Au seuil de l’hiver 1918, l’Allemagne impériale est un pays exsangue, un royaume de l’ersatz [1]. La classe 1920, appelée avec deux années d’avance, disparait dans les tranchées du front ouest. Affreux gâchis humain.
Il n’y aura pourtant pas de « coup de poignard dans le dos » [2], même si l’extrême misère intérieure accompagne évidemment le désastre militaire. La défaite est imminente, c’est l’évidence. Alors, lorsque des officiers sont soupçonnés de vouloir tenter un ultime « baroud d’honneur » contre la flotte anglaise, c’est toute la base navale de Kiel qui s’insurge...
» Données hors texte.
//! `name=value` 토큰을 타입이 정해진 파라미터로 변환하는 마샬러.
//!
//! 토큰마다 아래 순서로 규칙을 적용한다.
//! 1. 첫 `=`에서 이름/값을 나눈다. `=`이 없으면 `MalformedParameter`.
//! 2. 값이 `{..}`로 감싸져 있으면 오브젝트 패스 리터럴로 디코딩한다.
//! 3. 값이 `<tag>,` 로 시작하고 tag가 `str|uint8|sint8|..|sint64` 중 하나면 그 타입으로 만든다.
//! 4. 값이 10진 숫자로만 이루어져 있으면 uint64로 추론한다.
//! 5. 나머지는 문자열이다.
//!
//! 같은 이름이 다시 나오면 나중 값이 앞의 값을 덮어쓴다.

use std::collections::BTreeMap;

use crate::domain::error::{CimError, Result};
use crate::domain::literal;
use crate::domain::value::{IntWidth, ScalarValue, TypeTag};

/// 호출 1회분의 파라미터 집합(불변 값으로 전달한다).
pub type ParameterSet = BTreeMap<String, ScalarValue>;

/// 토큰 목록 전체를 마샬링한다.
pub fn marshal<S: AsRef<str>>(tokens: &[S]) -> Result<ParameterSet> {
    let mut params = ParameterSet::new();
    for token in tokens {
        let (name, value) = marshal_token(token.as_ref())?;
        if params.insert(name.clone(), value).is_some() {
            tracing::debug!(parameter = %name, "duplicate parameter, last value wins");
        }
    }
    Ok(params)
}

/// 토큰 하나를 (이름, 값)으로 변환한다.
pub fn marshal_token(token: &str) -> Result<(String, ScalarValue)> {
    let Some((name, value)) = token.split_once('=') else {
        return Err(CimError::MalformedParameter {
            token: token.to_string(),
            reason: "expected `name=value`".to_string(),
        });
    };
    if name.is_empty() {
        return Err(CimError::MalformedParameter {
            token: token.to_string(),
            reason: "parameter name is empty".to_string(),
        });
    }

    Ok((name.to_string(), infer_value(token, value)?))
}

fn infer_value(token: &str, value: &str) -> Result<ScalarValue> {
    if literal::looks_like_literal(value) {
        return literal::decode(value).map(ScalarValue::Reference);
    }

    if let Some((prefix, payload)) = value.split_once(',') {
        if let Ok(tag) = prefix.parse::<TypeTag>() {
            return typed_value(token, tag, payload);
        }
        if looks_like_type_tag(prefix) {
            return Err(CimError::ParameterType {
                token: token.to_string(),
                reason: format!("unsupported type tag `{prefix}`"),
            });
        }
    }

    if !value.is_empty() && value.bytes().all(|b| b.is_ascii_digit()) {
        return typed_integer(token, TypeTag::Uint64, value);
    }

    Ok(ScalarValue::string(value))
}

fn typed_value(token: &str, tag: TypeTag, payload: &str) -> Result<ScalarValue> {
    match tag {
        TypeTag::Str => Ok(ScalarValue::string(payload)),
        _ => typed_integer(token, tag, payload),
    }
}

fn typed_integer(token: &str, tag: TypeTag, payload: &str) -> Result<ScalarValue> {
    let text = payload.trim();
    let digits = text.strip_prefix(['-', '+']).unwrap_or(text);
    if digits.is_empty() || !digits.bytes().all(|b| b.is_ascii_digit()) {
        return Err(CimError::ParameterType {
            token: token.to_string(),
            reason: format!("`{payload}` is not a valid {tag} number"),
        });
    }
    // i128에도 담기지 않는 숫자는 부호 쪽 끝값으로 포화시켜 범위 오류로 보고한다.
    let number = text.parse::<i128>().unwrap_or(if text.starts_with('-') {
        i128::MIN
    } else {
        i128::MAX
    });

    match tag.build_integer(number) {
        Some(Ok(value)) => Ok(value),
        Some(Err(range)) => Err(CimError::ParameterRange {
            token: token.to_string(),
            tag,
            range,
        }),
        None => Ok(ScalarValue::string(payload)),
    }
}

/// `uint24`, `sint128` 같은 오타성 태그를 문자열로 흘려보내지 않기 위한 검사.
fn looks_like_type_tag(prefix: &str) -> bool {
    let Some(bits) = prefix
        .strip_prefix("uint")
        .or_else(|| prefix.strip_prefix("sint"))
    else {
        return false;
    };
    !bits.is_empty()
        && bits.bytes().all(|b| b.is_ascii_digit())
        && bits.parse().ok().and_then(IntWidth::from_bits).is_none()
}

#[cfg(test)]
mod tests {
    use pretty_assertions::assert_eq;

    use super::*;
    use crate::domain::object_path::ObjectPath;

    fn one(token: &str) -> Result<ScalarValue> {
        marshal_token(token).map(|(_, v)| v)
    }

    #[test]
    fn explicit_str_tag_beats_numeric_inference() {
        assert_eq!(one("x=str,123").unwrap(), ScalarValue::string("123"));
        assert_eq!(
            one("x=123").unwrap(),
            ScalarValue::unsigned(IntWidth::W64, 123).unwrap()
        );
    }

    #[test]
    fn typed_integers_respect_width() {
        assert_eq!(
            one("Size=uint8,255").unwrap(),
            ScalarValue::unsigned(IntWidth::W8, 255).unwrap()
        );
        assert_eq!(
            one("Delta=sint16,-32768").unwrap(),
            ScalarValue::signed(IntWidth::W16, -32768).unwrap()
        );

        match one("x=uint8,256") {
            Err(CimError::ParameterRange { token, tag, range }) => {
                assert_eq!(token, "x=uint8,256");
                assert_eq!(tag, TypeTag::Uint8);
                assert_eq!((range.min, range.max), (0, 255));
            }
            other => panic!("expected range error, got {other:?}"),
        }
        assert!(matches!(
            one("x=uint32,-1"),
            Err(CimError::ParameterRange { .. })
        ));
    }

    #[test]
    fn numbers_too_long_for_any_width_are_range_errors() {
        let huge = "9".repeat(41);
        for token in [format!("x=uint8,{huge}"), format!("x={huge}"), format!("x=sint64,-{huge}")] {
            match one(&token) {
                Err(CimError::ParameterRange { token: reported, .. }) => assert_eq!(reported, token),
                other => panic!("expected range error for {token}, got {other:?}"),
            }
        }
    }

    #[test]
    fn non_numeric_payload_is_a_type_error() {
        assert!(matches!(
            one("x=uint16,abc"),
            Err(CimError::ParameterType { .. })
        ));
        assert!(matches!(one("x=sint8,"), Err(CimError::ParameterType { .. })));
        assert!(matches!(
            one("x=uint24,5"),
            Err(CimError::ParameterType { .. })
        ));
    }

    #[test]
    fn missing_equals_names_the_token() {
        match one("novaluehere") {
            Err(CimError::MalformedParameter { token, .. }) => assert_eq!(token, "novaluehere"),
            other => panic!("expected MalformedParameter, got {other:?}"),
        }
        assert!(matches!(one("=5"), Err(CimError::MalformedParameter { .. })));
    }

    #[test]
    fn bracketed_values_become_references() {
        let value = one("InPool={classname:'CIM_StoragePool',keybindings:{InstanceID:'P1'},namespace:'root/cimv2'}")
            .unwrap();
        assert_eq!(
            value,
            ScalarValue::Reference(
                ObjectPath::new("CIM_StoragePool", "root/cimv2").with_key("InstanceID", "P1")
            )
        );
        assert!(matches!(
            one("InPool={not-a-path}"),
            Err(CimError::MalformedObjectPath { .. })
        ));
    }

    #[test]
    fn everything_else_is_a_string() {
        assert_eq!(one("Name=vol01").unwrap(), ScalarValue::string("vol01"));
        assert_eq!(one("Name=").unwrap(), ScalarValue::string(""));
        assert_eq!(one("Name=a,b").unwrap(), ScalarValue::string("a,b"));
        assert_eq!(one("Expr=a=b").unwrap(), ScalarValue::string("a=b"));
        assert_eq!(one("Neg=-5").unwrap(), ScalarValue::string("-5"));
    }

    #[test]
    fn duplicate_names_keep_the_last_value() {
        let params = marshal(&["Size=1", "Name=a", "Size=str,2"]).unwrap();
        assert_eq!(params.len(), 2);
        assert_eq!(params["Size"], ScalarValue::string("2"));
    }

    #[test]
    fn first_bad_token_aborts_the_set() {
        let err = marshal(&["ok=1", "broken", "x=uint8,999"]).unwrap_err();
        assert!(matches!(err, CimError::MalformedParameter { token, .. } if token == "broken"));
    }
}
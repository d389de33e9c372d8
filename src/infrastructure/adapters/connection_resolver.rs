//! 연결 정보 해석 포트 구현 어댑터.

use anyhow::Result;

use crate::application::config::{Config, ConnectionArgs, ConnectionSettings};
use crate::application::ports::ConnectionResolver;
use crate::infrastructure::config;

/// 플래그/설정 파일/환경변수를 합쳐 연결 정보를 만드는 어댑터.
pub struct ConfigConnectionResolver;

impl ConnectionResolver for ConfigConnectionResolver {
    fn resolve(&self, args: &ConnectionArgs, config: &Config) -> Result<ConnectionSettings> {
        config::resolve_connection(args, config)
    }
}
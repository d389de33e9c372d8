//! 애플리케이션이 사용하는 설정 스키마(순수 데이터).
//!
//! 주의: 파일/환경변수 접근은 `infrastructure`에서만 수행한다.

use serde::{Deserialize, Serialize};

pub const DEFAULT_NAMESPACE: &str = "root/cimv2";
pub const DEFAULT_SCHEME: &str = "http";
pub const DEFAULT_CIM_PATH: &str = "/cimom";
pub const DEFAULT_TIMEOUT_MS: u64 = 30_000;

#[derive(Debug, Clone, Deserialize, Serialize, Default)]
pub struct Config {
    /// 연결 기본값
    #[serde(default)]
    pub defaults: DefaultsConfig,
}

#[derive(Debug, Clone, Deserialize, Serialize, Default)]
pub struct DefaultsConfig {
    /// 서버 주소(host:port)
    pub location: Option<String>,
    /// 기본 네임스페이스
    pub namespace: Option<String>,
    /// 로그인 사용자
    pub user: Option<String>,
    /// 고정 비밀번호(민감정보: 권장하지 않음)
    pub password: Option<String>,
    /// 비밀번호를 읽을 환경변수 이름
    pub password_env: Option<String>,
    /// http / https
    pub scheme: Option<String>,
    /// CIM-XML 엔드포인트 경로
    pub cim_path: Option<String>,
    /// 요청 타임아웃(ms)
    pub timeout_ms: Option<u64>,
}

/// CLI에서 받은 연결 관련 전역 플래그.
#[derive(Debug, Clone, Default, PartialEq, Eq)]
pub struct ConnectionArgs {
    pub user: Option<String>,
    pub password: Option<String>,
    pub location: Option<String>,
    pub namespace: Option<String>,
}

/// 플래그/설정/기본값을 모두 해석한 연결 정보.
#[derive(Clone, PartialEq, Eq)]
pub struct ConnectionSettings {
    pub scheme: String,
    pub location: String,
    pub cim_path: String,
    pub namespace: String,
    pub user: Option<String>,
    pub password: Option<String>,
    pub timeout_ms: u64,
}

impl std::fmt::Debug for ConnectionSettings {
    fn fmt(&self, f: &mut std::fmt::Formatter<'_>) -> std::fmt::Result {
        f.debug_struct("ConnectionSettings")
            .field("scheme", &self.scheme)
            .field("location", &self.location)
            .field("cim_path", &self.cim_path)
            .field("namespace", &self.namespace)
            .field("user", &self.user)
            .field("password", &self.password.as_ref().map(|_| "***"))
            .field("timeout_ms", &self.timeout_ms)
            .finish()
    }
}

impl Config {
    pub fn namespace(&self) -> String {
        self.defaults
            .namespace
            .clone()
            .unwrap_or_else(|| DEFAULT_NAMESPACE.to_string())
    }

    pub fn scheme(&self) -> String {
        self.defaults
            .scheme
            .clone()
            .unwrap_or_else(|| DEFAULT_SCHEME.to_string())
    }

    pub fn cim_path(&self) -> String {
        self.defaults
            .cim_path
            .clone()
            .unwrap_or_else(|| DEFAULT_CIM_PATH.to_string())
    }

    pub fn timeout_ms(&self) -> u64 {
        self.defaults.timeout_ms.unwrap_or(DEFAULT_TIMEOUT_MS)
    }

    /// 후순위(나중 파일) 값으로 덮어쓰는 병합 규칙.
    pub fn merge_from(&mut self, other: Config) {
        self.defaults.merge_from(other.defaults);
    }
}

impl DefaultsConfig {
    pub fn merge_from(&mut self, other: DefaultsConfig) {
        merge_field(&mut self.location, other.location);
        merge_field(&mut self.namespace, other.namespace);
        merge_field(&mut self.user, other.user);
        merge_field(&mut self.password, other.password);
        merge_field(&mut self.password_env, other.password_env);
        merge_field(&mut self.scheme, other.scheme);
        merge_field(&mut self.cim_path, other.cim_path);
        merge_field(&mut self.timeout_ms, other.timeout_ms);
    }
}

fn merge_field<T>(target: &mut Option<T>, incoming: Option<T>) {
    if incoming.is_some() {
        *target = incoming;
    }
}
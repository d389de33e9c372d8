//! 검증된 호출 형태를 원격 오퍼레이션 하나로 실행하고 결과를 출력하는 디스패처.

use anyhow::Result;

use crate::application::ports::{CimTransport, Reporter, ResultRenderer};
use crate::domain::error::CimError;
use crate::domain::instance::Instance;
use crate::domain::object_path::ObjectPath;
use crate::domain::operation::CimCall;

#[derive(Debug, Clone, PartialEq, Eq)]
pub enum DispatchOutcome {
    /// 원격 호출이 끝났고 `rendered`개 항목을 출력했다.
    Completed { rendered: usize },
    /// 원격 호출이 실패했고 오류를 이미 보고했다.
    RemoteFailed(CimError),
}

pub struct DispatchUseCase<'a> {
    pub transport: &'a dyn CimTransport,
    pub renderer: &'a dyn ResultRenderer,
    pub reporter: &'a dyn Reporter,
}

impl<'a> DispatchUseCase<'a> {
    /// 호출 하나를 실행한다. 원격 실패는 여기서 `RemoteOperation`으로 바꿔 보고한다.
    pub async fn execute(&self, call: &CimCall) -> DispatchOutcome {
        let operation = call.operation();
        tracing::info!(%operation, "dispatching remote operation");

        match self.issue(call).await {
            Ok(rendered) => {
                tracing::debug!(%operation, rendered, "remote operation completed");
                DispatchOutcome::Completed { rendered }
            }
            Err(err) => {
                let error = CimError::RemoteOperation {
                    operation: operation.method_name().to_string(),
                    message: format!("{err:#}"),
                };
                self.reporter.error(&error.to_string());
                DispatchOutcome::RemoteFailed(error)
            }
        }
    }

    async fn issue(&self, call: &CimCall) -> Result<usize> {
        let t = self.transport;
        match call {
            CimCall::GetInstance { path } => {
                let instance = t.get_instance(path).await?;
                Ok(self.emit_instances(std::slice::from_ref(&instance)))
            }
            CimCall::EnumerateInstances { class } => {
                Ok(self.emit_instances(&t.enumerate_instances(class).await?))
            }
            CimCall::EnumerateInstanceNames { class } => {
                Ok(self.emit_paths(&t.enumerate_instance_names(class).await?))
            }
            CimCall::Associators { path, filters } => {
                Ok(self.emit_instances(&t.associators(path, filters).await?))
            }
            CimCall::AssociatorNames { path, filters } => {
                Ok(self.emit_paths(&t.associator_names(path, filters).await?))
            }
            CimCall::References { path, filters } => {
                Ok(self.emit_instances(&t.references(path, filters).await?))
            }
            CimCall::ReferenceNames { path, filters } => {
                Ok(self.emit_paths(&t.reference_names(path, filters).await?))
            }
            CimCall::InvokeMethod {
                path,
                method,
                params,
            } => {
                let result = t.invoke_method(path, method, params).await?;
                self.reporter
                    .raw(&self.renderer.render_method_result(&result));
                Ok(1)
            }
        }
    }

    fn emit_instances(&self, instances: &[Instance]) -> usize {
        // 서버가 돌려준 순서 그대로, 인스턴스 사이에 빈 줄을 둔다.
        for instance in instances {
            self.reporter.raw(&self.renderer.render_instance(instance));
            self.reporter.raw("");
        }
        instances.len()
    }

    fn emit_paths(&self, paths: &[ObjectPath]) -> usize {
        for path in paths {
            self.reporter.raw(&self.renderer.render_object_path(path));
        }
        paths.len()
    }
}
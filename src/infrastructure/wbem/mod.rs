//! WBEM(CIM-XML over HTTP) 전송 계층.
//! 요청 문서 생성, 응답 해석, HTTP 호출을 나눠 둔다.

pub mod client;
mod request;
mod response;
mod xml;

pub use client::WbemClient;
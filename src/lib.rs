//! smis-client library root.
//! Clean Architecture + DDD 계층을 외부에 노출한다.

use anyhow::Result;

pub mod application;
pub mod domain;
pub mod infrastructure;
pub mod interface;

use application::usecases::dispatch::DispatchOutcome;
use application::usecases::invoke_operation::CommandRequest;
use interface::cli::AppComposition;

/// 라이브러리 직접 호출용 실행 함수.
pub async fn run(request: CommandRequest) -> Result<DispatchOutcome> {
    let composition = AppComposition::default();
    composition.invoke_operation_usecase().execute(request).await
}

/// 설정 점검 JSON 출력용 함수.
pub fn inspect_config_pretty_json() -> Result<String> {
    let composition = AppComposition::default();
    composition.inspect_config_usecase().execute()
}
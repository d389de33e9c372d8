//! 설정 저장소 포트 구현 어댑터.

use anyhow::Result;

use crate::application::config::Config;
use crate::application::ports::ConfigRepository;
use crate::infrastructure::config;

/// JSON 기반 설정 저장소 어댑터.
pub struct JsonConfigRepository;

impl ConfigRepository for JsonConfigRepository {
    fn load(&self) -> Result<Config> {
        config::load()
    }

    fn inspect_pretty_json(&self) -> Result<String> {
        config::inspect_pretty_json()
    }
}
En fait, la condition du marin est toute différente de celle de son frère fantassin. Jamais, peut-être, le fossé entre officiers et subalternes ne fut plus grand que dans cette flotte du Kaiser. Mais le matelot n’est pas astreint au dur service des tranchées qui tend à niveler les conditions de vie par le bas [3] et peut, ainsi, voir plus loin que sa propre survie immédiate. En contact quasi-permanent avec les ouvriers des arsenaux, il est plus perméable à l’agitation révolutionnaire que le soldat isolé sur le front, même si les différents entre familles progressistes (sociaux-démocrates, socialistes indépendants, spartakistes et anarchistes) lui paraissent parfois bien obscurs. Cette confusion des genres étant d’ailleurs un effet secondaire de la censure impériale, omniprésente. Avant d’être effective, la démobilisation est déjà dans toutes les têtes. Plaquer là les officiers bellicistes, libérer les camarades emprisonnés et, surtout, en filigrane, rentrer chez soi : voilà les mots d’ordres de l’insurrection.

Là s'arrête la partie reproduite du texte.